Problem description:
Type the records out again in full, exactly.

Segment Start: Exercise data

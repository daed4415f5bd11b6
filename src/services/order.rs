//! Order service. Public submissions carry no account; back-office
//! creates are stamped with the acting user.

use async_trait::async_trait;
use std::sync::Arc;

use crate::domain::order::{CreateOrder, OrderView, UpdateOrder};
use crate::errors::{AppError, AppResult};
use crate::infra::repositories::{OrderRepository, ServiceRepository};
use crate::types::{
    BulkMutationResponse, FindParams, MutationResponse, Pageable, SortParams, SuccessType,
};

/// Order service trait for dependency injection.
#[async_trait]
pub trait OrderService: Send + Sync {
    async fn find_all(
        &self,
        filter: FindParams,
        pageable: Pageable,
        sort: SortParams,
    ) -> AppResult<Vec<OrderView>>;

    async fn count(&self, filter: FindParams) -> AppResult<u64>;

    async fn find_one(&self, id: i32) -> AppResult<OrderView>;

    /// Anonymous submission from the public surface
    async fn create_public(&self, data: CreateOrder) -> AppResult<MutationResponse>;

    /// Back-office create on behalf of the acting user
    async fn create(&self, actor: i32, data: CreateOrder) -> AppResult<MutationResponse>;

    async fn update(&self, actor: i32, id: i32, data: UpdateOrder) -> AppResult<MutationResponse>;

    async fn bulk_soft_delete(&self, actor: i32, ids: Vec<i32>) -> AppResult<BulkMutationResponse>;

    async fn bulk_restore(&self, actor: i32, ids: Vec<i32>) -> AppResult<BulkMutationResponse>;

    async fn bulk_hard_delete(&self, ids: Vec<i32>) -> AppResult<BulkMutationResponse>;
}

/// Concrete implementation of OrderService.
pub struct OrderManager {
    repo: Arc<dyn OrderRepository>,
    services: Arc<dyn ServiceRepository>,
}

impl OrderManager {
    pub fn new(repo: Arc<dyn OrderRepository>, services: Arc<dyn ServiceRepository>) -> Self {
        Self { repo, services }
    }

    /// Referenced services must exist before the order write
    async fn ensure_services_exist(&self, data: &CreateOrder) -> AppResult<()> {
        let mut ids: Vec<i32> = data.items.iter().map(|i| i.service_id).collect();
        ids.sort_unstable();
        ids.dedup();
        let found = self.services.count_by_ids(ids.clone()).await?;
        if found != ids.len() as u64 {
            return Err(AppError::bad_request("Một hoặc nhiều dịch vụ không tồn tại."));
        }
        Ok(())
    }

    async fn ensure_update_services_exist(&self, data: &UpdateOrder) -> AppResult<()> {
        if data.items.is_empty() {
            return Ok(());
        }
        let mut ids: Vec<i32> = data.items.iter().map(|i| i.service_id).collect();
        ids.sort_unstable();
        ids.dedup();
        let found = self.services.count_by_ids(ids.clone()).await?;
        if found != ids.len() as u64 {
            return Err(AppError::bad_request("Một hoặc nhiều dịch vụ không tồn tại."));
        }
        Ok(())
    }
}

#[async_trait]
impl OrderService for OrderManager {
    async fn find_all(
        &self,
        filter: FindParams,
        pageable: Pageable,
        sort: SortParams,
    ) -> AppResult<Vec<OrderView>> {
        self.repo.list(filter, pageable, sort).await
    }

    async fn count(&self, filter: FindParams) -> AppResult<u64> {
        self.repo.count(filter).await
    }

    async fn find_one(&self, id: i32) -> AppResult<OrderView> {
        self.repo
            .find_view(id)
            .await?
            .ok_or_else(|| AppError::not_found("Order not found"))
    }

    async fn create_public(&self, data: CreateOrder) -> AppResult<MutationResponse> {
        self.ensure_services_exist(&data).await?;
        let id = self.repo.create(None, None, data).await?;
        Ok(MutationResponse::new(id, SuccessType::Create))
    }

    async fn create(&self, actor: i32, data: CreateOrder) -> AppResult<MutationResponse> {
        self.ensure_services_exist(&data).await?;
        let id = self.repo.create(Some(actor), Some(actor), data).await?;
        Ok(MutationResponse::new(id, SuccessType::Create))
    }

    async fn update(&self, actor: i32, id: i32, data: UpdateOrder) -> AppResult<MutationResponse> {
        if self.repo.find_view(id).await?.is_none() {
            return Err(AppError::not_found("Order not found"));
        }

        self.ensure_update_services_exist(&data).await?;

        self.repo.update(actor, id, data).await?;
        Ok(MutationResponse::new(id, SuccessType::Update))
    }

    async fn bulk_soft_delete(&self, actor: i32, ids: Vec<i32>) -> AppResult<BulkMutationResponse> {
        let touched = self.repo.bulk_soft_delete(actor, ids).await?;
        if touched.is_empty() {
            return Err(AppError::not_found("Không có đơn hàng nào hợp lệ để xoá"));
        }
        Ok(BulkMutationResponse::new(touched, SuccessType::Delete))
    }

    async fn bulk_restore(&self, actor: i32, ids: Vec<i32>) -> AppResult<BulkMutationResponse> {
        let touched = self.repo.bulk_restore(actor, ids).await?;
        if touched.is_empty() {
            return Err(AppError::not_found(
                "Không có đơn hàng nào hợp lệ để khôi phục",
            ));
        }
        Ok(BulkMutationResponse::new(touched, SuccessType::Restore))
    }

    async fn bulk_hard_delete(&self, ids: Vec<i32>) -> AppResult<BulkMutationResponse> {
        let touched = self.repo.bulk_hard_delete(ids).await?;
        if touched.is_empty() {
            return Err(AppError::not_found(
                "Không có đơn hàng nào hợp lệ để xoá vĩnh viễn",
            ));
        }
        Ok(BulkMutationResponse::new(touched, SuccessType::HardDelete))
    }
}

Segment End: Exercise data

Solved problem:
repository daed4415f5bd11b6
filename src/services/order.rs
//! Order service. Public submissions carry no account; back-office
//! creates are stamped with the acting user.

use async_trait::async_trait;
use std::sync::Arc;

use crate::domain::order::{CreateOrder, OrderView, UpdateOrder};
use crate::errors::{AppError, AppResult};
use crate::infra::repositories::{OrderRepository, ServiceRepository};
use crate::types::{
    BulkMutationResponse, FindParams, MutationResponse, Pageable, SortParams, SuccessType,
};

/// Order service trait for dependency injection.
#[async_trait]
pub trait OrderService: Send + Sync {
    async fn find_all(
        &self,
        filter: FindParams,
        pageable: Pageable,
        sort: SortParams,
    ) -> AppResult<Vec<OrderView>>;

    async fn count(&self, filter: FindParams) -> AppResult<u64>;

    async fn find_one(&self, id: i32) -> AppResult<OrderView>;

    /// Anonymous submission from the public surface
    async fn create_public(&self, data: CreateOrder) -> AppResult<MutationResponse>;

    /// Back-office create on behalf of the acting user
    async fn create(&self, actor: i32, data: CreateOrder) -> AppResult<MutationResponse>;

    async fn update(&self, actor: i32, id: i32, data: UpdateOrder) -> AppResult<MutationResponse>;

    async fn bulk_soft_delete(&self, actor: i32, ids: Vec<i32>) -> AppResult<BulkMutationResponse>;

    async fn bulk_restore(&self, actor: i32, ids: Vec<i32>) -> AppResult<BulkMutationResponse>;

    async fn bulk_hard_delete(&self, ids: Vec<i32>) -> AppResult<BulkMutationResponse>;
}

/// Concrete implementation of OrderService.
pub struct OrderManager {
    repo: Arc<dyn OrderRepository>,
    services: Arc<dyn ServiceRepository>,
}

impl OrderManager {
    pub fn new(repo: Arc<dyn OrderRepository>, services: Arc<dyn ServiceRepository>) -> Self {
        Self { repo, services }
    }

    /// Referenced services must exist before the order write
    async fn ensure_services_exist(&self, data: &CreateOrder) -> AppResult<()> {
        let mut ids: Vec<i32> = data.items.iter().map(|i| i.service_id).collect();
        ids.sort_unstable();
        ids.dedup();
        let found = self.services.count_by_ids(ids.clone()).await?;
        if found != ids.len() as u64 {
            return Err(AppError::bad_request("Một hoặc nhiều dịch vụ không tồn tại."));
        }
        Ok(())
    }

    async fn ensure_update_services_exist(&self, data: &UpdateOrder) -> AppResult<()> {
        if data.items.is_empty() {
            return Ok(());
        }
        let mut ids: Vec<i32> = data.items.iter().map(|i| i.service_id).collect();
        ids.sort_unstable();
        ids.dedup();
        let found = self.services.count_by_ids(ids.clone()).await?;
        if found != ids.len() as u64 {
            return Err(AppError::bad_request("Một hoặc nhiều dịch vụ không tồn tại."));
        }
        Ok(())
    }
}

#[async_trait]
impl OrderService for OrderManager {
    async fn find_all(
        &self,
        filter: FindParams,
        pageable: Pageable,
        sort: SortParams,
    ) -> AppResult<Vec<OrderView>> {
        self.repo.list(filter, pageable, sort).await
    }

    async fn count(&self, filter: FindParams) -> AppResult<u64> {
        self.repo.count(filter).await
    }

    async fn find_one(&self, id: i32) -> AppResult<OrderView> {
        self.repo
            .find_view(id)
            .await?
            .ok_or_else(|| AppError::not_found("Order not found"))
    }

    async fn create_public(&self, data: CreateOrder) -> AppResult<MutationResponse> {
        self.ensure_services_exist(&data).await?;
        let id = self.repo.create(None, None, data).await?;
        Ok(MutationResponse::new(id, SuccessType::Create))
    }

    async fn create(&self, actor: i32, data: CreateOrder) -> AppResult<MutationResponse> {
        self.ensure_services_exist(&data).await?;
        let id = self.repo.create(Some(actor), Some(actor), data).await?;
        Ok(MutationResponse::new(id, SuccessType::Create))
    }

    async fn update(&self, actor: i32, id: i32, data: UpdateOrder) -> AppResult<MutationResponse> {
        if self.repo.find_view(id).await?.is_none() {
            return Err(AppError::not_found("Order not found"));
        }

        self.ensure_update_services_exist(&data).await?;

        self.repo.update(actor, id, data).await?;
        Ok(MutationResponse::new(id, SuccessType::Update))
    }

    async fn bulk_soft_delete(&self, actor: i32, ids: Vec<i32>) -> AppResult<BulkMutationResponse> {
        let touched = self.repo.bulk_soft_delete(actor, ids).await?;
        if touched.is_empty() {
            return Err(AppError::not_found("Không có đơn hàng nào hợp lệ để xoá"));
        }
        Ok(BulkMutationResponse::new(touched, SuccessType::Delete))
    }

    async fn bulk_restore(&self, actor: i32, ids: Vec<i32>) -> AppResult<BulkMutationResponse> {
        let touched = self.repo.bulk_restore(actor, ids).await?;
        if touched.is_empty() {
            return Err(AppError::not_found(
                "Không có đơn hàng nào hợp lệ để khôi phục",
            ));
        }
        Ok(BulkMutationResponse::new(touched, SuccessType::Restore))
    }

    async fn bulk_hard_delete(&self, ids: Vec<i32>) -> AppResult<BulkMutationResponse> {
        let touched = self.repo.bulk_hard_delete(ids).await?;
        if touched.is_empty() {
            return Err(AppError::not_found(
                "Không có đơn hàng nào hợp lệ để xoá vĩnh viễn",
            ));
        }
        Ok(BulkMutationResponse::new(touched, SuccessType::HardDelete))
    }
}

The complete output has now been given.